A database table is easily transformed into an XML data structure. Consider the Books table of the BooksDB.mdb database. To make this information available to outside clients without giving them access to the internal database, it can be repackaged as an XML document. As shown in the partial listing in Figure 3-25, the database table name <books> is used as the enclosing tag for the entire structure. Each record is identified by a <book> tag. Database field names are applied as the XML tag names <bookid>, <booktype>, <booktitle>, <bookauthor>, <bookprice>, and <bookqty> to identify the data elements corresponding to the database fields. (The <bookdescription> and <booksale> fields are not coded in this example in order to reduce the file size.) These tag names are purely arbitrary; however, they should be informative of the data they contain. Although this is not a tutorial on XML syntax, you should be able to see the relationships between the database table, row, and column structure and the XML data structure.

<?xml version="1.0" ?>
<books>
  <book>
    <bookid>DB111</bookid>
    <booktype>Database</booktype>
    <booktitle>Oracle Database</booktitle>
    <bookauthor>K. Loney</bookauthor>
    <bookprice>69.99</bookprice>
    <bookqty>10</bookqty>
  </book>
  <book>
    <bookid>DB222</bookid>
    <booktype>Database</booktype>
    <booktitle>Databases in Depth</booktitle>
    <bookauthor>C. J. Date</bookauthor>
    <bookprice>29.95</bookprice>
    <bookqty>6</bookqty>
  </book>
  <book>
    <bookid>DB333</bookid>
    <booktype>Database</booktype>
    <booktitle>Database Processing</booktitle>
    <bookauthor>D. Kroenke</bookauthor>
    <bookprice>136.65</bookprice>
    <bookqty>12</bookqty>
  </book>
  <book>
    <bookid>DB444</bookid>
    <booktype>Database</booktype>
    <booktitle>Access Database Design</booktitle>
    <bookauthor>S. Roman</bookauthor>
    <bookprice>34.95</bookprice>
    <bookqty>25</bookqty>
  </book>
  <book>
    <bookid>DB555</bookid>
    <booktype>Database</booktype>
    <booktitle>Microsoft SQL Server</booktitle>
    <bookauthor>P. Debetta</bookauthor>
    <bookprice>29.99</bookprice>
    <bookqty>0</bookqty>
  </book>

  ...

</books>
Figure 3-25. XML data structure equivalent to a database table.

XML data structures are hierarchical structures; that is, the overall structure of data is a logical unit composed of subunits which in turn are composed of lower-level subunits, working down the hierarchy to the lowest level of individual data items. The above structure, for example, is a three-level hierarchy in which the encompassing <books> element is comprised of <book> elements which, in turn, are comprised of individual elements of data. A hierachy can encompasses any number of levels, although three are sufficient to represent relational database tables.

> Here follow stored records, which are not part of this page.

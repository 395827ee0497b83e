//! tfinputs CLI entry point.
//!
//! This binary provides the command-line interface for tfinputs.

use clap::Parser;
use std::process::ExitCode;
use tfinputs::cli::{Cli, Commands, InspectArgs, LogFormat};
use tfinputs::git::redact;
use tfinputs::reporter::Reporter;
use tfinputs::{Config, ModuleParser, TfInputsError};
use tracing_subscriber::{fmt, prelude::*, EnvFilter};

#[tokio::main]
async fn main() -> ExitCode {
    let cli = Cli::parse();

    init_logging(cli.verbose, cli.quiet, cli.log_format);

    match run(cli).await {
        Ok(exit_code) => exit_code,
        Err(e) => {
            tracing::error!(error = %e, "Fatal error");
            eprintln!("Error: {e}");

            let mut source = e.source();
            if source.is_some() {
                eprintln!("\nCaused by:");
                let mut i = 0;
                while let Some(cause) = source {
                    eprintln!("  {i}: {cause}");
                    source = cause.source();
                    i += 1;
                }
            }

            let code = e
                .downcast_ref::<TfInputsError>()
                .map_or(1, TfInputsError::exit_code);
            ExitCode::from(u8::try_from(code).unwrap_or(1))
        }
    }
}

fn init_logging(verbose: u8, quiet: bool, format: LogFormat) {
    let filter = if quiet {
        EnvFilter::new("error")
    } else {
        // RUST_LOG wins over -v
        EnvFilter::try_from_default_env().unwrap_or_else(|_| {
            let base_level = match verbose {
                0 => "warn",
                1 => "info",
                2 => "debug",
                _ => "trace",
            };
            EnvFilter::new(format!("warn,tfinputs={base_level}"))
        })
    };

    // Logs go to stderr so reports on stdout stay machine-readable
    let registry = tracing_subscriber::registry().with(filter);
    match format {
        LogFormat::Text => registry
            .with(fmt::layer().with_target(true).with_writer(std::io::stderr))
            .init(),
        LogFormat::Json => registry
            .with(fmt::layer().json().with_writer(std::io::stderr))
            .init(),
    }
}

async fn run(cli: Cli) -> anyhow::Result<ExitCode> {
    tracing::debug!("Loading configuration");
    let mut config = Config::load(cli.config.as_deref())?;

    match cli.command {
        Commands::Inspect(args) => {
            config.merge_cli_args(&args);
            inspect(&config, args).await
        }

        Commands::Init => {
            let config_path = std::path::Path::new("tfinputs.yaml");
            if config_path.exists() {
                anyhow::bail!("Configuration file already exists: {}", config_path.display());
            }

            std::fs::write(config_path, Config::example_yaml())?;
            println!("Created example configuration: tfinputs.yaml");
            Ok(ExitCode::from(0))
        }

        Commands::Validate(args) => match Config::from_file(&args.file) {
            Ok(_) => {
                println!("Configuration is valid: {}", args.file.display());
                Ok(ExitCode::from(0))
            }
            Err(e) => {
                eprintln!("Configuration error: {e}");
                Ok(ExitCode::from(1))
            }
        },
    }
}

async fn inspect(config: &Config, args: InspectArgs) -> anyhow::Result<ExitCode> {
    tracing::debug!(source = %redact(&args.source, None), "Executing inspect command");

    let mut parser = ModuleParser::new(args.source.clone(), config);
    if let Some(reference) = &args.reference {
        parser = parser.with_ref(reference);
    }
    if let Some(subfolder) = &args.subfolder {
        parser = parser.with_subfolder(subfolder);
    }
    let parsed = parser.get_variables().await?;

    let report = Reporter::new(config).generate(&parsed, args.format)?;
    if let Some(output_path) = &args.output {
        std::fs::write(output_path, &report)?;
        tracing::info!(path = %output_path.display(), "Report written");
    } else {
        println!("{report}");
    }

    let exit_code = if parsed.has_errors() {
        2
    } else if parsed.has_warnings() && args.strict {
        1
    } else {
        0
    };
    Ok(ExitCode::from(exit_code))
}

After adding an XML declaration tag at the beginning of the data structure, it can be saved as a simple text document to make it available to any Web page which needs this information. The file must be saved with the .xml extension to identify it as an XML file. All that is needed for access to this file is its URL. By clicking the following link, the above XML document, named Books.xml and located in the same directory as the BooksDB.mdb database, is opened in a separate browser window.

View Books.xml XML File
Figure 3-26. Link to Books.xml file.

In this view of the data, elements are preceded by "+" and "-" symbols for expanding and collapsing the structure. This is the default browser view of an XML document. It isn't a particularly attractive or readable view, but that's not the point. More importantly, the information is in a file format for sharing among computers and for computer processing.

Displaying XML Files as Hierarchical Data

One of the ways in which XML files can be imported to a Web page is by combining them with special style sheets and displaying the information through an <asp:Xml> control. The general format for this control is shown below.

<asp:Xml id="string" Runat="Server"
  DocumentSource="path"
  TransformSource="path"
/>
Figure 3-27. General format for <asp:Xml> control.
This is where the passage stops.